Avistaje de aves gratis en la Ciudad de Buenos Aires: 343 especies para ver a minutos del centro

En la Ciudad de Buenos Aires se pueden ver más de 300 aves completamente gratis en un espacio rodeado de naturaleza y a pocos minutos del centro.

23 de mayo, 2026 | 16.50

En la Ciudad de Buenos Aires, a pocos minutos del centro, se encuentra la Reserva Ecológica Costanera Sur, un lugar ideal para los amantes de las aves y la naturaleza. Entre senderos rodeados de flora, lagunas y humedales, este espacio se convirtió en uno de los puntos más importantes para el avistaje de especies en la ciudad y una opción gratuita para disfrutar durante el fin de semana.

Avistaje de aves gratis en la Ciudad: dónde encontrar 343 especies

Ubicada a metros de Puerto Madero y muy cerca del casco histórico porteño, la Reserva Ecológica Costanera Sur es la principal reserva natural de la Ciudad de Buenos Aires. Con sus 350 hectáreas, es el espacio verde más grande del distrito y reúne 343 especies de aves entre autóctonas y exóticas.

La reserva ecológica es perfecta para un paseo en familia durante el fin de semana.

Gracias a su importancia para la conservación de humedales y biodiversidad, la reserva fue reconocida como Área Importante para la Conservación de las Aves (IBA, por sus siglas en inglés) por BirdLife International y también recibió la categoría de Sitio Ramsar.
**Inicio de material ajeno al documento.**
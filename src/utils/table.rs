//! Table rendering utilities for CLI outputs.

use crate::utils::formatting::{pad_right, truncate, visible_width};

pub struct Column {
    pub header: String,
    /// Cells wider than this are cut with `…`.
    pub max_width: usize,
}

impl Column {
    pub fn new(header: &str, max_width: usize) -> Self {
        Self {
            header: header.to_string(),
            max_width,
        }
    }
}

pub struct Table {
    pub columns: Vec<Column>,
    pub rows: Vec<Vec<String>>,
}

impl Table {
    pub fn new(columns: Vec<Column>) -> Self {
        Self {
            columns,
            rows: Vec::new(),
        }
    }

    pub fn add_row(&mut self, row: Vec<String>) {
        self.rows.push(row);
    }

    fn cell(&self, row: &[String], i: usize) -> String {
        let raw = row.get(i).map(String::as_str).unwrap_or_default();
        // colour codes are kept only when no cut is needed
        if visible_width(raw) <= self.columns[i].max_width {
            raw.to_string()
        } else {
            truncate(&crate::utils::strip_ansi(raw), self.columns[i].max_width)
        }
    }

    pub fn render(&self) -> String {
        let widths: Vec<usize> = self
            .columns
            .iter()
            .enumerate()
            .map(|(i, col)| {
                self.rows
                    .iter()
                    .map(|r| visible_width(&self.cell(r, i)))
                    .chain(std::iter::once(visible_width(&col.header)))
                    .max()
                    .unwrap_or(0)
            })
            .collect();

        let mut out = String::new();

        // Header
        for (col, w) in self.columns.iter().zip(&widths) {
            out.push_str(&pad_right(&col.header, *w));
            out.push_str("  ");
        }
        out = out.trim_end().to_string();
        out.push('\n');

        let total: usize = widths.iter().sum::<usize>() + 2 * widths.len().saturating_sub(1);
        out.push_str(&"-".repeat(total));
        out.push('\n');

        // Rows
        for row in &self.rows {
            let mut line = String::new();
            for (i, w) in widths.iter().enumerate() {
                line.push_str(&pad_right(&self.cell(row, i), *w));
                line.push_str("  ");
            }
            out.push_str(line.trim_end());
            out.push('\n');
        }

        out
    }
}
En esta línea, especialistas y aficionados de distintos lugares del mundo visitan la reserva para observar aves en su hábitat natural. Según los datos difundidos sobre la reserva, en tan solo dos horas de recorrido pueden avistarse alrededor de 50 especies diferentes.
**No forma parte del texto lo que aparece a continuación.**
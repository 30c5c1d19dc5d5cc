//! Team × status aggregation behind the stacked bar chart.

use crate::models::{ChartBar, ReportRow};
use std::collections::{BTreeMap, BTreeSet};

/// Distinct work orders per (team, status), sorted by team then status.
/// Rows without a team are grouped under `missing_label`.
pub fn aggregate(rows: &[ReportRow], missing_label: &str) -> Vec<ChartBar> {
    let mut groups: BTreeMap<(String, String), BTreeSet<&str>> = BTreeMap::new();

    for r in rows {
        groups
            .entry((r.team_or(missing_label).to_string(), r.status.clone()))
            .or_default()
            .insert(r.key.as_str());
    }

    groups
        .into_iter()
        .map(|((team, status), keys)| ChartBar {
            team,
            status,
            count: keys.len(),
        })
        .collect()
}

/// Teams in chart order.
pub fn teams(bars: &[ChartBar]) -> Vec<&str> {
    let mut out: Vec<&str> = Vec::new();
    for b in bars {
        if out.last() != Some(&b.team.as_str()) {
            out.push(b.team.as_str());
        }
    }
    out
}

/// Status labels (stack segments) in a stable order.
pub fn statuses(bars: &[ChartBar]) -> Vec<&str> {
    bars.iter()
        .map(|b| b.status.as_str())
        .collect::<BTreeSet<_>>()
        .into_iter()
        .collect()
}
Qué más se puede hacer en la Reserva Ecológica Costanera Sur

Además del avistaje de aves, la Reserva reúne más de 2.000 especies entre plantas, animales, hongos, insectos, tortugas, lagartos y coipos que pueden observarse a lo largo de sus seis senderos.

Bosques, pastizales, lagunas y bañados forman parte del paisaje que convierte a este lugar en un punto singular dentro de la Ciudad, ideal para escapar del ruido y del cemento. En este sentido, la reserva es el lugar perfecto para quienes buscan caminar, andar en bicicleta, correr o simplemente pasar una jornada al aire libre en familia. Lo mejor de todo es que cuenta con nuevas pasarelas que facilitan  el recorrido y mejora la accesibilidad para personas mayores, niños y personas con discapacidad.

Otro de los atractivos son sus miradores, desde donde es posible observar el paisaje junto a los ceibos, la flor nacional argentina. A esto se suma el valor patrimonial de la reserva, que está rodeada por algunos de los sectores más emblemáticos de Buenos Aires y forma parte de la Ecoruta del Río de la Plata, un circuito que conecta distintos espacios naturales del AMBA y sus alrededores. De esta manera, visitar la reserva es toda una experiencia y a pocos minutos del centro.